Impact of optimization steps described in Sect. 3.1 on the node-level performance of Piz Daint (single device and heterogeneous) and a CPU-only node containing two HSW processors (Piz Daint numbers are taken from [15])

5.2 Inner Eigenvalue Computation with Chebyshev Filter Diagonalization (ChebFD)

Applying Chebyshev polynomials as a filter in an iterative subspace scheme allows for the computation of inner eigenpairs of large sparse matrices. The attractive feature of this well-known procedure is the close relation between the filter polynomial and the KPM-DOS scheme. Replacing the norm computation (nrm2) and the dot product in Algorithm 1 by a vector addition (axpy) yields the polynomial filter in our ChebFD scheme. For a more detailed description of ChebFD (which is also part of our BEAST-P solver), and the relation to KPM-DOS we refer to the report on the ESSEX solver repository [32] and to [24]. In ChebFD the polynomial filter is applied to a subspace of vectors and also optimization stage 2 (see Algorithm 3) can be applied. As compared to the KPM-DOS kernel, the lower computational intensity of the filter kernel reduces performance on the CPU architectures, while the GPGPU benefits from the lack of reduction operations moving its bottleneck back to data transfer (see Fig. 10).

Fig. 10
figure 10

Performance of KPM-DOS kernel and polynomial filter for the topological insulator matrix on the Nvidia K20m GPGPU, a single SNB, and 2 HSW sockets (the latter two only for block vector width R = 32)

It is also evident that the Cray XC30 node (K20X+SNB) outperforms the Intel Haswell node (2× HSW) on this kernel.

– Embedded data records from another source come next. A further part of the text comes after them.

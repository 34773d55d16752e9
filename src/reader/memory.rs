use super::WordReader;
use crate::constants::WORD_SIZE;
use crate::errors::ReaderError;
use crate::slots::{dynamic_array_base_slot, place_bytes, slot_key};
use alloy_primitives::{Address, B256, I256, U256};
use std::collections::BTreeMap;
use std::sync::atomic::{AtomicU64, Ordering};

/// In-memory contract storage.
///
/// Unset slots read as zero, like real storage. The `store_*` helpers write
/// values using the compiler's encodings so tests and offline snapshots can be
/// populated without a node.
#[derive(Debug, Default)]
pub struct MemoryWordReader {
    words: BTreeMap<(Address, U256), B256>,
    reads: AtomicU64,
}

impl MemoryWordReader {
    pub fn new() -> Self {
        Self::default()
    }

    /// Number of `read_word` calls served so far.
    pub fn reads(&self) -> u64 {
        self.reads.load(Ordering::Relaxed)
    }

    /// Number of non-zero words held.
    pub fn len(&self) -> usize {
        self.words.len()
    }

    pub fn is_empty(&self) -> bool {
        self.words.is_empty()
    }

    /// Current word at a slot (zero when unset).
    pub fn word(&self, address: Address, slot: U256) -> B256 {
        self.words.get(&(address, slot)).copied().unwrap_or(B256::ZERO)
    }

    /// Overwrite a whole word.
    pub fn set_word(&mut self, address: Address, slot: U256, word: B256) -> &mut Self {
        if word.is_zero() {
            self.words.remove(&(address, slot));
        } else {
            self.words.insert((address, slot), word);
        }
        self
    }

    /// Write `bytes` at `offset` (from the low-order end) keeping the rest of the word.
    pub fn store_packed(&mut self, address: Address, slot: U256, offset: u8, bytes: &[u8]) -> &mut Self {
        let mut word = self.word(address, slot);
        place_bytes(&mut word, offset, bytes);
        self.set_word(address, slot, word)
    }

    /// Store an unsigned integer `width` bytes wide (at most a word).
    pub fn store_uint(&mut self, address: Address, slot: U256, offset: u8, width: usize, value: U256) -> &mut Self {
        let width = width.min(WORD_SIZE);
        let bytes = value.to_be_bytes::<WORD_SIZE>();
        self.store_packed(address, slot, offset, &bytes[WORD_SIZE - width..])
    }

    /// Store a signed integer `width` bytes wide (at most a word) in two's complement.
    pub fn store_int(&mut self, address: Address, slot: U256, offset: u8, width: usize, value: I256) -> &mut Self {
        let width = width.min(WORD_SIZE);
        let bytes = value.into_raw().to_be_bytes::<WORD_SIZE>();
        self.store_packed(address, slot, offset, &bytes[WORD_SIZE - width..])
    }

    pub fn store_bool(&mut self, address: Address, slot: U256, offset: u8, value: bool) -> &mut Self {
        self.store_packed(address, slot, offset, &[value as u8])
    }

    pub fn store_address(&mut self, address: Address, slot: U256, offset: u8, value: Address) -> &mut Self {
        self.store_packed(address, slot, offset, value.as_slice())
    }

    /// Store a `bytes`/`string` value with the compiler's short/long encoding.
    ///
    /// Up to 31 bytes: payload in the high-order bytes, `len * 2` in the lowest byte.
    /// Longer: `len * 2 + 1` at `slot`, payload from `keccak256(slot)` onwards.
    pub fn store_bytes(&mut self, address: Address, slot: U256, data: &[u8]) -> &mut Self {
        if data.len() < WORD_SIZE {
            let mut word = [0u8; WORD_SIZE];
            word[..data.len()].copy_from_slice(data);
            word[WORD_SIZE - 1] = (data.len() * 2) as u8;
            return self.set_word(address, slot, B256::from(word));
        }

        let length_field = U256::from(data.len()) * U256::from(2) + U256::from(1);
        self.set_word(address, slot, slot_key(length_field));

        let base = dynamic_array_base_slot(slot);
        for (i, chunk) in data.chunks(WORD_SIZE).enumerate() {
            let mut word = [0u8; WORD_SIZE];
            word[..chunk.len()].copy_from_slice(chunk);
            self.set_word(address, base + U256::from(i), B256::from(word));
        }
        self
    }

    pub fn store_string(&mut self, address: Address, slot: U256, value: &str) -> &mut Self {
        self.store_bytes(address, slot, value.as_bytes())
    }
}

#[async_trait::async_trait]
impl WordReader for MemoryWordReader {
    async fn read_word(&self, address: Address, slot: U256) -> Result<B256, ReaderError> {
        self.reads.fetch_add(1, Ordering::Relaxed);
        Ok(self.word(address, slot))
    }
}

As a second part ChebFD requires a subspace orthogonalization step, which basically leads to matrix–matrix multiplications involving “tall and skinny” matrices. The performance of widely used BLAS level 3 multi-threaded libraries such as Intel MKL or ATLAS are often not competitive in the relevant parameter space addressed by ESSEX applications as can be seen in Fig. 11. Up to a block vector size of approximately 50 they may miss the upper performance bound imposed by the memory bandwidth and the arithmetic peak performance by a large margin. Hence, GHOST provides optimized kernels for these application scenarios achieving typically 80 % of the maximum attainable performance (see Fig. 11). Note that automatic kernel generation with compile time defined small dimensions as described in Sect. 4 also works for “tall and skinny” GEMM operations.

Fig. 11
figure 11

Performance on a single IVB socket of tall and skinny matrix–matrix multiplication X ← V × W with double complex data type, where X is R × R, V is R × D, W is D × R and D = 107

The corresponding cuBLAS calls show similar characteristics and thus ESSEX is currently preparing hand-optimized GPGPU kernels for “tall and skinny” dense matrix operations as well.

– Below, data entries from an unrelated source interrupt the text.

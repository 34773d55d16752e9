//! Hot word cache in front of any [`WordReader`].
//!
//! Decoding a struct or a long string touches the same slots repeatedly across
//! queries (the length word of an array, the head word of a string). An LRU of
//! `(address, slot) → word` turns those into memory hits.
//!
//! ```text
//!   StorageResolver
//!     → CachedWordReader   (this module, in-memory LRU)
//!       → RpcWordReader / MemoryWordReader
//! ```
//!
//! The cache can be shared between readers via `Arc<Mutex<HotWordCache>>`.
//! The lock is never held across an await.

use super::WordReader;
use crate::constants::DEFAULT_CACHE_ENTRIES;
use crate::errors::ReaderError;
use alloy_primitives::{Address, B256, U256};
use std::collections::{HashMap, VecDeque};
use std::sync::{Arc, Mutex};
use tracing::trace;

/// A reference-counted, thread-safe handle to a [`HotWordCache`].
pub type SharedCache = Arc<Mutex<HotWordCache>>;

/// Sizing of a [`HotWordCache`].
#[derive(Debug, Clone, PartialEq, Eq)]
pub struct CacheConfig {
    /// Words kept before the least recently read one is dropped
    pub max_entries: usize,
}

impl Default for CacheConfig {
    fn default() -> Self {
        Self { max_entries: DEFAULT_CACHE_ENTRIES }
    }
}

impl CacheConfig {
    pub fn with_capacity(max_entries: usize) -> Self {
        Self { max_entries }
    }
}

/// Counters for one cache.
#[derive(Debug, Clone, Default, PartialEq, Eq)]
pub struct CacheStats {
    /// Reads answered from memory
    pub hits: u64,
    /// Reads forwarded to the inner reader
    pub misses: u64,
    /// Words dropped at capacity
    pub evictions: u64,
    pub current_entries: usize,
    pub max_entries: usize,
}

impl CacheStats {
    /// Fraction of reads answered from memory, `0.0` before any read.
    pub fn hit_rate(&self) -> f64 {
        match self.hits + self.misses {
            0 => 0.0,
            reads => self.hits as f64 / reads as f64,
        }
    }

    /// No read has gone through the cache yet.
    pub fn is_cold(&self) -> bool {
        self.hits + self.misses == 0
    }
}

/// LRU cache mapping `(Address, slot) → B256`.
///
/// `HashMap` for lookup, `VecDeque` for recency (front = least recently used).
#[derive(Debug)]
pub struct HotWordCache {
    map: HashMap<(Address, U256), B256>,
    order: VecDeque<(Address, U256)>,
    max_entries: usize,
    stats: CacheStats,
}

impl HotWordCache {
    /// Create a new cache; a capacity of 0 is raised to 1.
    pub fn new(max_entries: usize) -> Self {
        let max_entries = max_entries.max(1);
        Self {
            map: HashMap::with_capacity(max_entries),
            order: VecDeque::with_capacity(max_entries),
            max_entries,
            stats: CacheStats { max_entries, ..Default::default() },
        }
    }

    /// Look up a word. Updates LRU order on hit.
    pub fn get(&mut self, addr: Address, slot: U256) -> Option<B256> {
        let key = (addr, slot);
        if let Some(&value) = self.map.get(&key) {
            self.stats.hits += 1;
            self.promote(key);
            Some(value)
        } else {
            self.stats.misses += 1;
            None
        }
    }

    /// Insert or update a word. Evicts the LRU entry if at capacity.
    pub fn insert(&mut self, addr: Address, slot: U256, value: B256) {
        let key = (addr, slot);
        if self.map.insert(key, value).is_some() {
            self.promote(key);
        } else {
            if self.map.len() > self.max_entries {
                if let Some(lru_key) = self.order.pop_front() {
                    self.map.remove(&lru_key);
                    self.stats.evictions += 1;
                }
            }
            self.order.push_back(key);
        }
        self.stats.current_entries = self.map.len();
    }

    /// Drop every cached word of one contract.
    pub fn invalidate_address(&mut self, addr: Address) {
        self.map.retain(|(a, _), _| *a != addr);
        self.order.retain(|(a, _)| *a != addr);
        self.stats.current_entries = self.map.len();
    }

    /// Evict all entries.
    pub fn clear(&mut self) {
        self.map.clear();
        self.order.clear();
        self.stats.current_entries = 0;
    }

    pub fn len(&self) -> usize {
        self.map.len()
    }

    pub fn is_empty(&self) -> bool {
        self.map.is_empty()
    }

    /// Snapshot of performance counters.
    pub fn stats(&self) -> CacheStats {
        self.stats.clone()
    }

    fn promote(&mut self, key: (Address, U256)) {
        if let Some(pos) = self.order.iter().position(|k| *k == key) {
            self.order.remove(pos);
            self.order.push_back(key);
        }
    }
}

/// A [`WordReader`] that consults a shared LRU before the inner reader.
///
/// Failed reads are not cached.
pub struct CachedWordReader<R> {
    inner: R,
    cache: SharedCache,
}

impl<R: WordReader> CachedWordReader<R> {
    /// Wrap a reader with a new, unshared cache.
    pub fn new(inner: R, config: CacheConfig) -> Self {
        Self {
            inner,
            cache: Arc::new(Mutex::new(HotWordCache::new(config.max_entries))),
        }
    }

    /// Wrap a reader with an existing cache handle.
    pub fn new_shared(inner: R, cache: SharedCache) -> Self {
        Self { inner, cache }
    }

    pub fn stats(&self) -> CacheStats {
        self.cache.lock().expect("cache lock poisoned").stats()
    }

    /// Forget every word of `addr`, e.g. after a transaction touched it.
    pub fn invalidate_address(&self, addr: Address) {
        self.cache.lock().expect("cache lock poisoned").invalidate_address(addr);
    }

    pub fn clear(&self) {
        self.cache.lock().expect("cache lock poisoned").clear();
    }

    pub fn inner(&self) -> &R {
        &self.inner
    }

    /// Handle for building further readers over the same cache.
    pub fn shared_cache(&self) -> SharedCache {
        Arc::clone(&self.cache)
    }
}

#[async_trait::async_trait]
impl<R: WordReader> WordReader for CachedWordReader<R> {
    async fn read_word(&self, address: Address, slot: U256) -> Result<B256, ReaderError> {
        let cached = self.cache.lock().expect("cache lock poisoned").get(address, slot);
        if let Some(word) = cached {
            trace!(target: "storage_map::cache", %slot, "hit");
            return Ok(word);
        }

        let word = self.inner.read_word(address, slot).await?;
        self.cache
            .lock()
            .expect("cache lock poisoned")
            .insert(address, slot, word);
        Ok(word)
    }
}

#[cfg(test)]
mod tests {
    use super::*;
    use crate::reader::MemoryWordReader;

    // ── Test helpers ──────────────────────────────────────────────────────────

    fn addr(n: u8) -> Address {
        Address::from([n; 20])
    }

    fn slot(n: u64) -> U256 {
        U256::from(n)
    }

    fn val(n: u8) -> B256 {
        B256::from([n; 32])
    }

    struct FailingReader;

    #[async_trait::async_trait]
    impl WordReader for FailingReader {
        async fn read_word(&self, _address: Address, _slot: U256) -> Result<B256, ReaderError> {
            Err(ReaderError::Transport("connection refused".into()))
        }
    }

    // ── HotWordCache ──────────────────────────────────────────────────────────

    #[test]
    fn test_cache_empty_on_creation() {
        let cache = HotWordCache::new(10);
        assert!(cache.is_empty());
        assert!(cache.stats().is_cold());
        assert_eq!(cache.stats().hit_rate(), 0.0);
    }

    #[test]
    fn test_cache_insert_and_hit() {
        let mut cache = HotWordCache::new(10);
        assert!(cache.get(addr(1), slot(0)).is_none());
        cache.insert(addr(1), slot(0), val(42));
        assert_eq!(cache.get(addr(1), slot(0)), Some(val(42)));
        assert_eq!(cache.stats().hits, 1);
        assert_eq!(cache.stats().misses, 1);
    }

    #[test]
    fn test_cache_lru_eviction() {
        let mut cache = HotWordCache::new(3);
        cache.insert(addr(1), slot(0), val(1));
        cache.insert(addr(2), slot(0), val(2));
        cache.insert(addr(3), slot(0), val(3));

        // Touch addr(1) so addr(2) becomes the LRU entry
        cache.get(addr(1), slot(0));
        cache.insert(addr(4), slot(0), val(4));

        assert_eq!(cache.len(), 3);
        assert_eq!(cache.get(addr(1), slot(0)), Some(val(1)));
        assert!(cache.get(addr(2), slot(0)).is_none(), "addr(2) should be evicted");
        assert_eq!(cache.stats().evictions, 1);
    }

    #[test]
    fn test_cache_update_existing_entry() {
        let mut cache = HotWordCache::new(2);
        cache.insert(addr(1), slot(0), val(10));
        cache.insert(addr(1), slot(0), val(20));
        assert_eq!(cache.get(addr(1), slot(0)), Some(val(20)));
        assert_eq!(cache.len(), 1, "update should not create duplicate");
        assert_eq!(cache.stats().evictions, 0);
    }

    #[test]
    fn test_cache_invalidate_address() {
        let mut cache = HotWordCache::new(10);
        cache.insert(addr(1), slot(0), val(1));
        cache.insert(addr(1), slot(1), val(2));
        cache.insert(addr(2), slot(0), val(3));

        cache.invalidate_address(addr(1));

        assert_eq!(cache.len(), 1);
        assert!(cache.get(addr(1), slot(1)).is_none());
        assert_eq!(cache.get(addr(2), slot(0)), Some(val(3)));
    }

    #[test]
    fn test_cache_zero_capacity_is_raised() {
        let mut cache = HotWordCache::new(0);
        cache.insert(addr(1), slot(0), val(1));
        cache.insert(addr(2), slot(0), val(2));
        assert_eq!(cache.len(), 1);
        assert_eq!(cache.get(addr(2), slot(0)), Some(val(2)));
    }

    // ── CachedWordReader ──────────────────────────────────────────────────────

    #[tokio::test]
    async fn test_cached_reader_miss_then_hit() {
        let mut storage = MemoryWordReader::new();
        storage.set_word(addr(1), slot(5), val(99));
        let reader = CachedWordReader::new(storage, CacheConfig::default());

        assert_eq!(reader.read_word(addr(1), slot(5)).await.unwrap(), val(99));
        assert_eq!(reader.read_word(addr(1), slot(5)).await.unwrap(), val(99));

        assert_eq!(reader.stats().misses, 1);
        assert_eq!(reader.stats().hits, 1);
        assert_eq!(reader.inner().reads(), 1, "second read served from cache");
    }

    #[tokio::test]
    async fn test_cached_reader_caches_empty_words() {
        let reader = CachedWordReader::new(MemoryWordReader::new(), CacheConfig::default());
        assert_eq!(reader.read_word(addr(1), slot(0)).await.unwrap(), B256::ZERO);
        assert_eq!(reader.read_word(addr(1), slot(0)).await.unwrap(), B256::ZERO);
        assert_eq!(reader.inner().reads(), 1);
    }

    #[tokio::test]
    async fn test_cached_reader_does_not_cache_failures() {
        let reader = CachedWordReader::new(FailingReader, CacheConfig::default());
        assert!(reader.read_word(addr(1), slot(0)).await.is_err());
        assert!(reader.read_word(addr(1), slot(0)).await.is_err());
        assert_eq!(reader.stats().misses, 2);
        assert_eq!(reader.stats().current_entries, 0);
    }

    #[tokio::test]
    async fn test_cached_reader_invalidate_and_clear() {
        let mut storage = MemoryWordReader::new();
        storage.set_word(addr(1), slot(0), val(50));
        let reader = CachedWordReader::new(storage, CacheConfig::with_capacity(4));

        reader.read_word(addr(1), slot(0)).await.unwrap();
        reader.invalidate_address(addr(1));
        reader.read_word(addr(1), slot(0)).await.unwrap();
        reader.clear();
        reader.read_word(addr(1), slot(0)).await.unwrap();

        assert_eq!(reader.stats().misses, 3);
        assert_eq!(reader.inner().reads(), 3);
    }

    #[tokio::test]
    async fn test_shared_cache_between_readers() {
        let mut storage = MemoryWordReader::new();
        storage.set_word(addr(1), slot(0), val(7));
        let storage = Arc::new(storage);

        let first = CachedWordReader::new(Arc::clone(&storage), CacheConfig::default());
        let second = CachedWordReader::new_shared(Arc::clone(&storage), first.shared_cache());

        first.read_word(addr(1), slot(0)).await.unwrap();
        second.read_word(addr(1), slot(0)).await.unwrap();

        assert_eq!(storage.reads(), 1);
        assert_eq!(second.stats().hits, 1);
    }
}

With the current ChebFD implementation we have computed 148 innermost eigenvalues of a topological insulator matrix (matrix dimension 109) on 512 Intel Xeon nodes on the second phase of SuperMUCFootnote 9 within 10 h (see [24] for details). Using all of the 3072 nodes we will be able to compute the relevant inner eigenvalues for a topological insulator matrix dimension of 1010 at a sustained performance of approximately 250 Tflop/s on that machine.

ChebFD is similar to the recent FEAST algorithm [27]. In FEAST the acceleration is not done with a matrix polynomial but by a contour integration of the resolvent, thus involving the solution of linear systems. FEAST can be faster if a very efficient (e.g., direct) solver is available for the ill-conditioned and highly indefinite linear systems and if high-degree polynomials must be employed in ChebFD. In other situations, ChebFD may be superior due to the high-performance kernels. ChebFD is limited to standard eigenvalue problems, whereas FEAST also can address generalized problems.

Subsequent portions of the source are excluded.